Why the concept is not good enough
- by Gerd Stolpmann,
2014-07-04
In the upcoming release 4.02 of the OCaml programming language, the type
string
can be made immutable by a compiler
switch. Although this won't be the default yet, this should be seen as
the announcement of a quite disruptive change in the
language. Eventually this will be the default in a future version. In
this article I explain why I disagree with this particular plan, and
which modifications would be better.
Of course, the fact that string
is mutable doesn't fit
well into a functional language. Nevertheless, it has been seen as
acceptable for a long time, probably because the developers of OCaml
did not pay much attention to strings, and felt that the benefits of a
somewhat cleaner concept wouldn't outweigh the practical disadvantages
of immutable strings. Apparently, this attitude changed, and we will
see a new bytes
type in OCaml-4.02. This type is
accompanied by a Bytes
module with library functions
supporting it. The compiler was also extended so
that string
and bytes
can be used
interchangably by default. If, however, the -safe-strings
switch is set on the command-line, the compiler
sees string
and bytes
as two completely
separate types.
This is a disruptive change (if enabled): Almost all code bases will
need modifications in order to be compatible with the new
concept. Although this will often be trivial, there are also harder
cases where strings are frequently used as buffers. Before discussing
that a bit more in detail, let me point out why such disruptive
changes are so problematic. So far there was an implicit guarantee
that your code will be compatible to new compiler versions if you
stick to the well-established parts of the language and avoid
experimental additions. I have in deed code that was developed for
OCaml-1.03 (the first version I checked out), and that code still
runs. Especially in a commercial context this is a highly appreciated
feature, because this protects the investment in the code base. As I'm
trying to sell OCaml to companies in my carreer this is a point that
bothers me. Giving up this history of excellent backward compatibility
is something we shouldn't do easily, and if so, only if we get something
highly valuable back. (Of course, if you only look at the open source
and academic use of OCaml, you'll put less emphasis on the compatibility
point, but it's also not completely unimportant there.)
The problem
I'm fully aware that immutable strings fix some problems (the
worst probably: so far even string literals can be mutated, which can be
very surprising). However, creating a completely new type bytes
comes also with some disadvantages:
- Lack of generic accessor functions: There is
String.get
and
there is Bytes.get
. The shorthand s.[k]
is now
restricted to strings. This is mostly a stylistic problem.
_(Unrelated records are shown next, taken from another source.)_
//! Color type for monochrome e-paper displays
//!
//! This module defines the [`Color`] enum for the black and white pixels
//! supported by monochrome panels driven by the SSD1680 controller.
//!
//! ## Color Representation
//!
//! The display RAM is bit-packed, one bit per pixel:
//!
//! | Color | RAM bit |
//! |-------|---------|
//! | Black | 0       |
//! | White | 1       |
//!
//! ## Example
//!
//! ```
//! use ssd1680::Color;
//!
//! // Byte values used when clearing the framebuffer
//! assert_eq!(Color::Black.fill_byte(), 0x00);
//! assert_eq!(Color::White.fill_byte(), 0xFF);
//! ```

/// Colors supported by monochrome SSD1680 panels
#[derive(Clone, Copy, PartialEq, Debug)]
pub enum Color {
    /// Black pixels
    Black,
    /// White pixels
    White,
}

#[cfg(feature = "graphics")]
impl embedded_graphics_core::prelude::PixelColor for Color {
    type Raw = embedded_graphics_core::pixelcolor::raw::RawU1;
}

#[cfg(feature = "graphics")]
impl From<embedded_graphics_core::pixelcolor::BinaryColor> for Color {
    fn from(color: embedded_graphics_core::pixelcolor::BinaryColor) -> Self {
        match color {
            embedded_graphics_core::pixelcolor::BinaryColor::On => Self::Black,
            embedded_graphics_core::pixelcolor::BinaryColor::Off => Self::White,
        }
    }
}

impl Color {
    /// Get the byte value that fills a framebuffer with this color
    ///
    /// - Black: 0x00 (all bits 0)
    /// - White: 0xFF (all bits 1)
    ///
    /// ## Example
    ///
    /// ```
    /// use ssd1680::Color;
    ///
    /// assert_eq!(Color::Black.fill_byte(), 0x00);
    /// assert_eq!(Color::White.fill_byte(), 0xFF);
    /// ```
    pub fn fill_byte(self) -> u8 {
        match self {
            Self::Black => 0x00,
            Self::White => 0xFF,
        }
    }
}
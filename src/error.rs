//! Error types for the driver
//!
//! This module defines error types for configuration building ([`BuilderError`])
//! and display operations ([`Error`]).
//!
//! ## Error Types
//!
//! - [`BuilderError`] - Errors during configuration construction
//! - [`Error`] - Runtime errors during display operations
//! - [`InterfaceError`](crate::interface::InterfaceError) - Low-level hardware communication errors
//!
//! Busy-wait timeouts are deliberately *not* errors: the panel may still
//! finish its refresh after the driver moves on, so they are reported as
//! [`BusyWait::TimedOut`](crate::interface::BusyWait) and logged.
//!
//! ## Example
//!
//! ```
//! use ssd1680::{Builder, Dimensions, BuilderError};
//!
//! // Missing dimensions
//! let result = Builder::new().build();
//! assert!(matches!(result, Err(BuilderError::MissingDimensions)));
//!
//! // Invalid dimensions
//! let result = Dimensions::new(296, 1000); // Too tall
//! assert!(result.is_err());
//! ```

use crate::interface::DisplayInterface;

/// Maximum gate outputs supported by the SSD1680 controller
///
/// The SSD1680 supports up to 296 gate driver outputs. Under the default
/// 90-degree mounting the gates run along the panel's logical width.
pub const MAX_GATE_OUTPUTS: u16 = 296;

/// Maximum source outputs supported by the SSD1680 controller
///
/// The SSD1680 supports up to 176 source driver outputs.
pub const MAX_SOURCE_OUTPUTS: u16 = 176;

/// Errors that can occur when interacting with the display
///
/// Generic over the interface type to preserve the specific error type.
/// This allows error handling code to match on the underlying hardware error.
#[derive(Debug)]
pub enum Error<I: DisplayInterface> {
    /// Interface error (SPI/GPIO)
    ///
    /// Wraps the underlying hardware error from the [`DisplayInterface`] implementation.
    Interface(I::Error),
    /// Buffer is too small for the display
    ///
    /// The provided buffer must be at least `config.buffer_size()` bytes.
    BufferTooSmall {
        /// Required buffer size in bytes
        required: usize,
        /// Provided buffer size in bytes
        provided: usize,
    },
}

impl<I: DisplayInterface> core::fmt::Display for Error<I> {
    fn fmt(&self, f: &mut core::fmt::Formatter<'_>) -> core::fmt::Result {
        match self {
            Self::Interface(_) => write!(f, "Interface error"),
            Self::BufferTooSmall { required, provided } => {
                write!(
                    f,
                    "Buffer too small: required {required} bytes, provided {provided}"
                )
            }
        }
    }
}

impl<I: DisplayInterface + core::fmt::Debug> core::error::Error for Error<I> {}

/// Errors that can occur when building configuration
///
/// These errors occur during the builder pattern before the display is created.
#[derive(Debug, PartialEq)]
pub enum BuilderError {
    /// Dimensions were not specified
    ///
    /// [`Builder::dimensions()`](crate::config::Builder::dimensions) must be called before building.
    MissingDimensions,
    /// Invalid dimensions provided
    ///
    /// See [`Dimensions::new()`](crate::config::Dimensions::new) for constraints.
    InvalidDimensions {
        /// Logical width requested
        width: u16,
        /// Logical height requested
        height: u16,
    },
}

impl core::fmt::Display for BuilderError {
    fn fmt(&self, f: &mut core::fmt::Formatter<'_>) -> core::fmt::Result {
        match self {
            Self::MissingDimensions => write!(f, "Dimensions must be specified"),
            Self::InvalidDimensions { width, height } => write!(
                f,
                "Invalid dimensions {width}x{height} (max {MAX_GATE_OUTPUTS}x{MAX_SOURCE_OUTPUTS}, height must be multiple of 8)"
            ),
        }
    }
}

impl core::error::Error for BuilderError {}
- The conversion of string to bytes and vice versa requires a copy:
Bytes.of_string
, and Bytes.to_string
. You have
to pay a performance penalty.
- In practical programming, there is sometimes no clear conceptual
distinction between string data that are read-only and those that require
mutation. For example, if you add data to a buffer, the data may come from
a string or from another buffer. So how do you type such an
add
function?
This latter point is, in my opinion, the biggest problem. Let's assume
we wanted to reimplement the
Lexing
module of the
standard library in pure OCaml without resorting to unsafe coding
(currently it's done in C). This module implements the lexing buffer
that backs the lexers generated with ocamllex. We now have to
use
bytes
for the core of this buffer. There are three
functions in
Lexing
for creating new buffers:
val from_channel : in_channel -> lexbuf
val from_string : string -> lexbuf
val from_function : (string -> int -> int) -> lexbuf
The first observation is that we'll better offer two more constructors
to the users of this module:
val from_bytes : bytes -> lexbuf
val from_bytes_function : (bytes -> int -> int) -> lexbuf
So why do we need the ability to read from
bytes
,
i.e. copy from one buffer to the other? We could just be a bad host
and don't offer these functions to the users of the module. However,
it's unavoidable anyway for
from_channel
, because I/O
buffers are of course
bytes
:
let from_channel ch =
from_bytes_function (Pervasives.input ch)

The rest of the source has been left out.